Professor Ricardo Sanfelice provides expertise in hybrid and cyber-physical systems to a consortium led by the University of Florida and funded by the U.S. Air Force Office of Scientific Research

Ricardo Sanfelice
Ricardo Sanfelice directs the Cyber-physical Systems Research Center and the Hybrid Systems Lab at UC Santa Cruz. (Photos by Lucid Sound and Picture)
Ricardo Sanfelice

Ricardo Sanfelice, a professor of electrical and computer engineering in the Baskin School of Engineering, will lead a team of researchers at UC Santa Cruz participating in a new Center of Excellence for Assured Autonomy in Contested Environments led by the University of Florida. Funded by the U.S. Air Force Office of Scientific Research (AFOSR), the center will focus on fundamental research to enable cyber-secure robotic systems with new capabilities.

The center, which also includes researchers at Duke University and the University of Texas at Austin, will collaborate with the Air Force Research Laboratory. AFOSR selected the team as the single winner of this prestigious Center of Excellence from among several elite groups competing across the nation. The sponsorship will cover an initial two-year period of $2 million, with optional extensions up to a total of six years and $6 million dollars.

Sanfelice's expertise is in the analysis and design of algorithms for cyber-physical systems, which depend on the seamless integration of computational algorithms and physical components, and hybrid dynamical systems, in which continuous and discrete variables interact. His work in this effort involves the Cyber-physical Systems Research Center (CPSRC), an interdisciplinary research and education center at UC Santa Cruz that fosters collaboration and disseminates research results with more than 30 faculty and their students working on a variety of topics pertaining to cyber-physical systems.

"This Center of Excellence is about autonomous systems operating in adversarial environments. Our work will focus on the formulation of mathematical models of these systems and creating algorithms with assured performance and robustness," Sanfelice said. "We want to develop algorithms that not only shield the system from efforts to disrupt communications or performance, but can also identify adversarial behavior and implement counter-measures."

The Center of Excellence will focus on the development of robotic systems that make the best possible decisions despite uncertainties that may occur as a result of denied or corrupted information caused by an adversarial environment. Research topics that members of the center will study include:

  • New mathematical theories and strategies that enable the integration of logic-based decisions with dynamic robotic vehicles;
  • New machine adaptation and learning development to enable real-time agility in the presence of complex adversarial environments;
  • New network methods that enable teams of robotic agents to collaborate over resilient networks and cloud computing while also compromising adversaries’ capabilities;
  • New methods that enable resiliency to cyber attacks, including designed resiliency, monitoring techniques, and flexible computation in the presence of an attack; and
  • New methods to protect safety and mission-critical information through privacy in computation, communication, and task execution.

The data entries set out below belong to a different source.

impl Default for ScannerConfig {
    fn default() -> Self {
        Self {
            probe_timeout_ms: 100,
            settle_delay_ms: 1000,
            rates: Vec::new(),
        }
    }
}

impl ScannerConfig {
    pub fn probe_timeout(&self) -> Duration {
        Duration::from_millis(self.probe_timeout_ms)
    }

    pub fn settle_delay(&self) -> Duration {
        Duration::from_millis(self.settle_delay_ms)
    }
}

/// The bus a scanner sweeps
#[derive(Debug, Clone, PartialEq, Eq)]
pub enum ScanTarget {
    Serial { path: String, mode: BusMode },
    Tcp { host: String, port: u16 },
}

impl ScanTarget {
    pub fn serial(path: impl Into<String>) -> Self {
        ScanTarget::Serial {
            path: path.into(),
            mode: BusMode::Rtu,
        }
    }

    pub fn tcp(host: impl Into<String>, port: u16) -> Self {
        ScanTarget::Tcp {
            host: host.into(),
            port,
        }
    }

    pub fn mode(&self) -> BusMode {
        match self {
            ScanTarget::Serial { mode, .. } => *mode,
            ScanTarget::Tcp { .. } => BusMode::Tcp,
        }
    }

    pub fn is_serial(&self) -> bool {
        matches!(self, ScanTarget::Serial { .. })
    }

    /// Endpoint at `rate` (ignored for TCP)
    fn endpoint(&self, rate: u32) -> Endpoint {
        match self {
            ScanTarget::Serial { path, mode } => Endpoint::serial(path.clone(), rate, *mode),
            ScanTarget::Tcp { host, port } => Endpoint::tcp(host.clone(), *port),
        }
    }
}

impl std::fmt::Display for ScanTarget {
    fn fmt(&self, f: &mut std::fmt::Formatter<'_>) -> std::fmt::Result {
        match self {
            ScanTarget::Serial { path, .. } => f.write_str(path),
            ScanTarget::Tcp { host, port } => write!(f, "{}:{}", host, port),
        }
    }
}

/// Scan lifecycle
#[derive(Debug, Clone, Copy, PartialEq, Eq)]
pub enum ScanState {
    Idle,
    Running,
    Stopped,
    Completed,
}

#[derive(Debug)]
struct ScanProgress {
    state: ScanState,
    /// Increments on every start so a stale sweep cannot touch a new one
    generation: u64,
    total: usize,
    done: usize,
    num_found: usize,
    devices: Vec<Box<dyn Device>>,
    started: Option<Instant>,
}

#[derive(Debug)]
struct ScanShared {
    progress: Mutex<ScanProgress>,
    wake: Notify,
}

impl ScanShared {
    fn progress(&self) -> MutexGuard<'_, ScanProgress> {
        self.progress.lock().unwrap_or_else(PoisonError::into_inner)
    }
}

/// Raised inside a sweep once it has been stopped or superseded
#[derive(Debug)]
struct ScanAborted;

/// Background discovery on one bus
pub struct Scanner {
    target: ScanTarget,
    probe: ModelProbe,
    registry: Arc<TransportRegistry>,
    config: ScannerConfig,
    shared: Arc<ScanShared>,
    task: Mutex<Option<JoinHandle<()>>>,
}

impl std::fmt::Debug for Scanner {
    fn fmt(&self, f: &mut std::fmt::Formatter<'_>) -> std::fmt::Result {
        f.debug_struct("Scanner")
            .field("target", &self.target)
            .field("state", &self.state())
            .finish_non_exhaustive()
    }
}

impl Scanner {
    /// Create a scanner with default configuration
    pub fn new(target: ScanTarget, table: Arc<ModelTable>, registry: Arc<TransportRegistry>) -> Self {
        Self::with_config(target, table, registry, ScannerConfig::default())
    }

    /// Create a scanner with custom configuration
    pub fn with_config(
        target: ScanTarget,
        table: Arc<ModelTable>,
        registry: Arc<TransportRegistry>,
        config: ScannerConfig,
    ) -> Self {
        Self {
            target,
            probe: ModelProbe::new(table).with_timeout(config.probe_timeout()),
            registry,
            config,
            shared: Arc::new(ScanShared {
                progress: Mutex::new(ScanProgress {
                    state: ScanState::Idle,
                    generation: 0,
                    total: 0,
                    done: 0,
                    num_found: 0,
                    devices: Vec::new(),
                    started: None,
                }),
                wake: Notify::new(),
            }),
            task: Mutex::new(None),
        }
    }

    pub fn target(&self) -> &ScanTarget {
        &self.target
    }

    /// Start a sweep in the background
    ///
    /// Returns `false` (and does nothing) if a sweep is already running.
    /// Must be called from within a tokio runtime.
    pub fn start(&self, full: bool) -> bool {
        let plan = SweepPlan::new(&self.target, self.probe.table(), &self.config);

        let generation = {
            let mut progress = self.shared.progress();
            if progress.state == ScanState::Running {
                return false;
            }
            progress.state = ScanState::Running;
            progress.generation += 1;
            progress.total = plan.quick_total();
            if full && self.target.is_serial() {
                progress.total += plan.full_total();
            }
            progress.done = 0;
            progress.num_found = 0;
            progress.started = Some(Instant::now());
            progress.generation
        };

        let sweep = Sweep {
            target: self.target.clone(),
            probe: self.probe.clone(),
            registry: Arc::clone(&self.registry),
            settle_delay: self.config.settle_delay(),
            shared: Arc::clone(&self.shared),
            generation,
            plan,
            full,
        };

        let task = tokio::spawn(sweep.run());
        *self.task.lock().unwrap_or_else(PoisonError::into_inner) = Some(task);
        true
    }

    /// Stop the running sweep
    ///
    /// The probe in flight finishes; no further candidate is started.
    pub fn stop(&self) {
        let mut progress = self.shared.progress();
        if progress.state == ScanState::Running {
            progress.state = ScanState::Stopped;
            drop(progress);
            self.shared.wake.notify_waiters();
        }
    }

    /// Take every device found since the last call
    pub fn get_devices(&self) -> Vec<Box<dyn Device>> {
        std::mem::take(&mut self.shared.progress().devices)
    }

    pub fn running(&self) -> bool {
        self.state() == ScanState::Running
    }

    pub fn state(&self) -> ScanState {
        self.shared.progress().state
    }

    /// Candidates probed (or skipped) so far
    pub fn done(&self) -> usize {
        self.shared.progress().done
    }

    /// Candidates in the sweep, fixed at start
    ///
    /// A full sweep counts every unit at every rate; candidates it turns
    /// out not to need are credited to `done` when the full phase begins.
    pub fn total(&self) -> usize {
        self.shared.progress().total
    }

    /// Devices found by the current or last sweep
    pub fn num_found(&self) -> usize {
        self.shared.progress().num_found
    }

    /// Time since the current or last sweep started
    pub fn elapsed(&self) -> Option<Duration> {
        self.shared.progress().started.map(|t| t.elapsed())
    }

    /// Wait for the background task to exit
    pub async fn wait(&self) {
        let task = self.task.lock().unwrap_or_else(PoisonError::into_inner).take();
        if let Some(task) = task {
            if let Err(e) = task.await {
                warn!("Scan task for {} failed: {}", self.target, e);
            }
        }
    }
}

impl Drop for Scanner {
    fn drop(&mut self) {
        self.stop();
    }
}

/// Units and rates of a sweep, fixed at start
#[derive(Debug, Clone)]
struct SweepPlan {
    units: Vec<u8>,
    rates: Vec<u32>,
}

impl SweepPlan {
    fn new(target: &ScanTarget, table: &ModelTable, config: &ScannerConfig) -> Self {
        let mode = target.mode();
        let rates = if !target.is_serial() {
            // One pass; the rate is meaningless on TCP
            vec![0]
        } else if config.rates.is_empty() {
            table.rates(mode)
        } else {
            config.rates.clone()
        };
        Self {
            units: table.units(mode),
            rates,
        }
    }

    fn quick_total(&self) -> usize {
        self.units.len() * self.rates.len()
    }

    /// Upper bound of the full phase
    fn full_total(&self) -> usize {
        (UNIT_MIN..=UNIT_MAX).count() * self.rates.len()
    }
}

/// Releases the probing transport however the sweep ends
struct Held(Arc<TransportHandle>);

impl Drop for Held {
    fn drop(&mut self) {
        self.0.release();
    }
}

/// One sweep, owned by the background task
struct Sweep {
    target: ScanTarget,
    probe: ModelProbe,
    registry: Arc<TransportRegistry>,
    settle_delay: Duration,
    shared: Arc<ScanShared>,
    generation: u64,
    plan: SweepPlan,
    full: bool,
}

impl Sweep {
    async fn run(self) {
        let t0 = Instant::now();
        let result = self.scan().await;

        let mut progress = self.shared.progress();
        if progress.generation != self.generation {
            return;
        }
        match (result, progress.state) {
            (Ok(()), ScanState::Running) => {
                progress.state = ScanState::Completed;
                info!(
                    "Scan of {} completed in {} seconds, {} device(s) found",
                    self.target,
                    t0.elapsed().as_secs(),
                    progress.num_found
                );
            }
            _ => {
                if progress.state == ScanState::Running {
                    progress.state = ScanState::Stopped;
                }
                info!("Scan of {} aborted", self.target);
            }
        }
    }

    async fn scan(&self) -> Result<(), ScanAborted> {
        let units = &self.plan.units;
        let rates = &self.plan.rates;
        let mut found_units = Vec::new();
        let mut good_rates = rates.clone();

        for (i, &rate) in rates.iter().enumerate() {
            if self.target.is_serial() {
                info!("Scanning {} @ {} bps (quick)", self.target, rate);
            } else {
                info!("Scanning {} (quick)", self.target);
            }
            let found = self.scan_units(units, rate, UnitScope::Known).await?;
            if !found.is_empty() {
                let skipped = units.len() * (rates.len() - i - 1);
                self.advance(skipped, None)?;
                good_rates = vec![rate];
                found_units = found;
                break;
            }
        }

        if !self.full {
            return Ok(());
        }
        if !self.target.is_serial() {
            debug!("Full sweep not supported on {}", self.target);
            return Ok(());
        }

        let rest: Vec<u8> = (UNIT_MIN..=UNIT_MAX)
            .filter(|u| !found_units.contains(u))
            .collect();
        let unneeded = self.plan.full_total() - rest.len() * good_rates.len();
        self.advance(unneeded, None)?;

        for rate in good_rates {
            info!("Scanning {} @ {} bps (full)", self.target, rate);
            self.scan_units(&rest, rate, UnitScope::Any).await?;
        }
        Ok(())
    }

    /// Probe `units` at one rate; returns the units that answered
    async fn scan_units(
        &self,
        units: &[u8],
        rate: u32,
        scope: UnitScope,
    ) -> Result<Vec<u8>, ScanAborted> {
        let endpoint = self.target.endpoint(rate);
        let mut found = Vec::new();
        let mut held: Option<Held> = None;

        for (i, &unit) in units.iter().enumerate() {
            self.check()?;
            if self.target.is_serial() && self.num_found() > 0 {
                self.settle().await?;
            }

            let reusable = held
                .as_ref()
                .map(|h| Arc::clone(&h.0))
                .filter(|h| !h.is_closed());
            let handle = match reusable {
                Some(handle) => handle,
                None => {
                    held = None;
                    match self.registry.acquire(&endpoint).await {
                        Ok(handle) => {
                            held = Some(Held(Arc::clone(&handle)));
                            handle
                        }
                        Err(e) => {
                            // Port busy at another rate, or gone: skip this rate
                            warn!("Skipping {}: {}", endpoint, e);
                            self.advance(units.len() - i, None)?;
                            return Ok(found);
                        }
                    }
                }
            };

            let spec = DeviceSpec::new(endpoint.clone(), unit);
            let device = match self.probe.probe(&spec, &handle, scope).await {
                ProbeOutcome::Found(device) => {
                    info!("Found {} at {}", device.model(), spec);
                    found.push(unit);
                    Some(device)
                }
                ProbeOutcome::NotFound(reason) => {
                    debug!("Nothing at {} ({:?})", spec, reason);
                    None
                }
            };
            self.advance(1, device)?;
        }

        Ok(found)
    }

    /// Record progress, then abort if the sweep was stopped
    fn advance(&self, n: usize, device: Option<Box<dyn Device>>) -> Result<(), ScanAborted> {
        let mut progress = self.shared.progress();
        if progress.generation != self.generation {
            return Err(ScanAborted);
        }
        progress.done += n;
        if let Some(device) = device {
            progress.num_found += 1;
            progress.devices.push(device);
        }
        if progress.state != ScanState::Running {
            return Err(ScanAborted);
        }
        Ok(())
    }

    fn check(&self) -> Result<(), ScanAborted> {
        let progress = self.shared.progress();
        if progress.generation == self.generation && progress.state == ScanState::Running {
            Ok(())
        } else {
            Err(ScanAborted)
        }
    }

    fn num_found(&self) -> usize {
        self.shared.progress().num_found
    }

    /// Give a freshly found device time to settle; cut short by `stop`
    async fn settle(&self) -> Result<(), ScanAborted> {
        let woken = self.shared.wake.notified();
        tokio::pin!(woken);
        // Register before re-checking so a stop in between is not missed
        woken.as_mut().enable();
        self.check()?;

        tokio::select! {
            _ = tokio::time::sleep(self.settle_delay) => {}
            _ = &mut woken => {}
        }
        self.check()
    }
}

The Center of Excellence will also be tasked to develop next-generation autonomous technologies with cyber resiliency and privacy engineered into the design, outcomes that will have widespread impact on commercial and industrial robotic systems, including automated systems in our homes and transportation systems. Privacy, security, guaranteed performance, and safety have become major concerns with regard to the rapid advancement of the Internet of Things (IoT), as well as the growing autonomous vehicle industry. Any advances for assured autonomy in contested environments will have a significant impact in other contexts, particularly in the areas of privacy and independence.

"We are developing the theoretical foundations for autonomous systems that will be broadly useful for the systems of the future," Sanfelice said.